● **Your goal**
Check each line of the records for "parameters"; collect those that have it.

**** Data for review ****

//! Pagination cursor codec.
//!
//! A cursor is nothing more than an offset and a page size carried in the
//! query string (`?offset=<n>&limit=<n>`). [`decode`] validates the raw
//! parameters, [`next_cursor_for`] decides whether another page exists, and
//! [`encode`] renders a window back into a followable link.

use thiserror::Error;
use url::form_urlencoded;

use crate::{PageRequest, PagingSettings};

/// Query parameter carrying the page offset.
pub const OFFSET_PARAM: &str = "offset";
/// Query parameter carrying the page size.
pub const LIMIT_PARAM: &str = "limit";

/// Errors produced while decoding pagination parameters.
#[derive(Debug, Clone, PartialEq, Eq, Error)]
pub enum CursorError {
    /// The offset was present but is not a non-negative integer.
    #[error("invalid offset '{0}': expected a non-negative integer")]
    InvalidOffset(String),

    /// The limit was present but is not a positive integer.
    #[error("invalid limit '{0}': expected a positive integer")]
    InvalidLimit(String),
}

/// Parses raw `offset` / `limit` query values into a [`PageRequest`].
///
/// A missing offset means `0`. A missing limit means
/// `settings.default_limit`; any limit above `settings.max_limit` is clamped
/// down to it.
///
/// # Errors
///
/// Returns [`CursorError::InvalidOffset`] or [`CursorError::InvalidLimit`]
/// when a value is present but malformed. Empty strings are malformed.
pub fn decode(
    raw_offset: Option<&str>,
    raw_limit: Option<&str>,
    settings: PagingSettings,
) -> Result<PageRequest, CursorError> {
    let offset = match raw_offset {
        Some(raw) => raw
            .trim()
            .parse::<u64>()
            .map_err(|_| CursorError::InvalidOffset(raw.to_string()))?,
        None => 0,
    };

    let limit = match raw_limit {
        Some(raw) => parse_limit(raw, settings.max_limit)?,
        None => settings.default_limit,
    };

    let limit = limit.min(settings.max_limit);
    PageRequest::new(offset, limit).ok_or_else(|| CursorError::InvalidLimit(limit.to_string()))
}

fn parse_limit(raw: &str, max_limit: u32) -> Result<u32, CursorError> {
    let trimmed = raw.trim();
    match trimmed.parse::<u64>() {
        Ok(0) => Err(CursorError::InvalidLimit(raw.to_string())),
        Ok(n) => Ok(u32::try_from(n).unwrap_or(max_limit)),
        // All digits but too large for u64: still a positive integer, so clamp.
        Err(_) if !trimmed.is_empty() && trimmed.bytes().all(|b| b.is_ascii_digit()) => {
            Ok(max_limit)
        }
        Err(_) => Err(CursorError::InvalidLimit(raw.to_string())),
    }
}

/// Computes the window following a page.
///
/// Returns `None` when the page came back short (`returned_count < limit`),
/// which signals end of stream.
pub fn next_cursor_for(current_offset: u64, limit: u32, returned_count: usize) -> Option<PageRequest> {
    if returned_count < limit as usize {
        return None;
    }
    PageRequest::new(current_offset.saturating_add(u64::from(limit)), limit)
}

/// Renders `page` as query parameters appended to `base_uri`.
pub fn encode(page: &PageRequest, base_uri: &str) -> String {
    let query = form_urlencoded::Serializer::new(String::new())
        .append_pair(OFFSET_PARAM, &page.offset.to_string())
        .append_pair(LIMIT_PARAM, &page.limit.to_string())
        .finish();

    let separator = if base_uri.contains('?') { '&' } else { '?' };
    format!("{base_uri}{separator}{query}")
}

#[cfg(test)]
mod tests {
    use super::*;

    fn settings() -> PagingSettings {
        PagingSettings {
            default_limit: 25,
            max_limit: 50,
        }
    }

    #[test]
    fn decode_defaults_when_absent() {
        let page = decode(None, None, settings()).unwrap();
        assert_eq!(page, PageRequest::new(0, 25).unwrap());
    }

    #[test]
    fn decode_reads_both_values() {
        let page = decode(Some("10"), Some("5"), settings()).unwrap();
        assert_eq!(page, PageRequest::new(10, 5).unwrap());
    }

    #[test]
    fn decode_clamps_limit_to_max() {
        let page = decode(None, Some("500"), settings()).unwrap();
        assert_eq!(page.limit, 50);

        let page = decode(None, Some("99999999999999999999999"), settings()).unwrap();
        assert_eq!(page.limit, 50);
    }

    #[test]
    fn decode_clamps_default_above_max() {
        let settings = PagingSettings {
            default_limit: 200,
            max_limit: 50,
        };
        assert_eq!(decode(None, None, settings).unwrap().limit, 50);
    }

    #[test]
    fn decode_rejects_non_numeric_offset() {
        let err = decode(Some("incorrect offset"), Some("2"), settings()).unwrap_err();
        assert_eq!(err, CursorError::InvalidOffset("incorrect offset".to_string()));
    }

    #[test]
    fn decode_rejects_negative_and_empty_offset() {
        assert!(matches!(
            decode(Some("-1"), None, settings()),
            Err(CursorError::InvalidOffset(_))
        ));
        assert!(matches!(
            decode(Some(""), None, settings()),
            Err(CursorError::InvalidOffset(_))
        ));
    }

    #[test]
    fn decode_rejects_bad_limits() {
        for raw in ["0", "-3", "ten", "", "2.5"] {
            assert!(
                matches!(
                    decode(None, Some(raw), settings()),
                    Err(CursorError::InvalidLimit(_))
                ),
                "limit {raw:?} should be rejected"
            );
        }
    }

    #[test]
    fn next_cursor_absent_on_short_page() {
        assert_eq!(next_cursor_for(4, 2, 1), None);
        assert_eq!(next_cursor_for(0, 10, 0), None);
    }

    #[test]
    fn next_cursor_advances_by_limit() {
        assert_eq!(next_cursor_for(0, 2, 2), PageRequest::new(2, 2));
        assert_eq!(next_cursor_for(2, 2, 2), PageRequest::new(4, 2));
    }

    #[test]
    fn encode_appends_query() {
        let page = PageRequest::new(4, 2).unwrap();
        assert_eq!(
            encode(&page, "/api/audit-events"),
            "/api/audit-events?offset=4&limit=2"
        );
        assert_eq!(
            encode(&page, "http://host/api/audit-events?x=1"),
            "http://host/api/audit-events?x=1&offset=4&limit=2"
        );
    }

    #[test]
    fn encoded_link_decodes_to_same_window() {
        let page = PageRequest::new(40, 20).unwrap();
        let link = encode(&page, "/feed");
        let query = link.split_once('?').map(|(_, q)| q).unwrap();

        let mut offset = None;
        let mut limit = None;
        for (key, value) in form_urlencoded::parse(query.as_bytes()) {
            match &*key {
                OFFSET_PARAM => offset = Some(value.into_owned()),
                LIMIT_PARAM => limit = Some(value.into_owned()),
                _ => {}
            }
        }

        let decoded = decode(offset.as_deref(), limit.as_deref(), settings()).unwrap();
        assert_eq!(decoded, page);
    }
}
//! Error types for the audit event store.

/// Errors that can occur during event store operations.
#[derive(Debug, thiserror::Error)]
pub enum StoreError {
    /// A database operation failed.
    #[error("event store database error: {0}")]
    Database(#[from] rusqlite::Error),

    /// The event is missing a required field.
    #[error("invalid audit event: {0}")]
    InvalidEvent(String),

    /// Links or params could not be encoded, or a stored row holds bad JSON.
    #[error("audit event serialization error: {0}")]
    Serialization(#[from] serde_json::Error),

    /// A stored timestamp could not be parsed.
    #[error("invalid stored timestamp: {0}")]
    Timestamp(#[from] chrono::ParseError),
}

****

● **Finished task**
//! parameters, [`next_cursor_for`] decides whether another page exists, and
/// Errors produced while decoding pagination parameters.
/// Renders `page` as query parameters appended to `base_uri`.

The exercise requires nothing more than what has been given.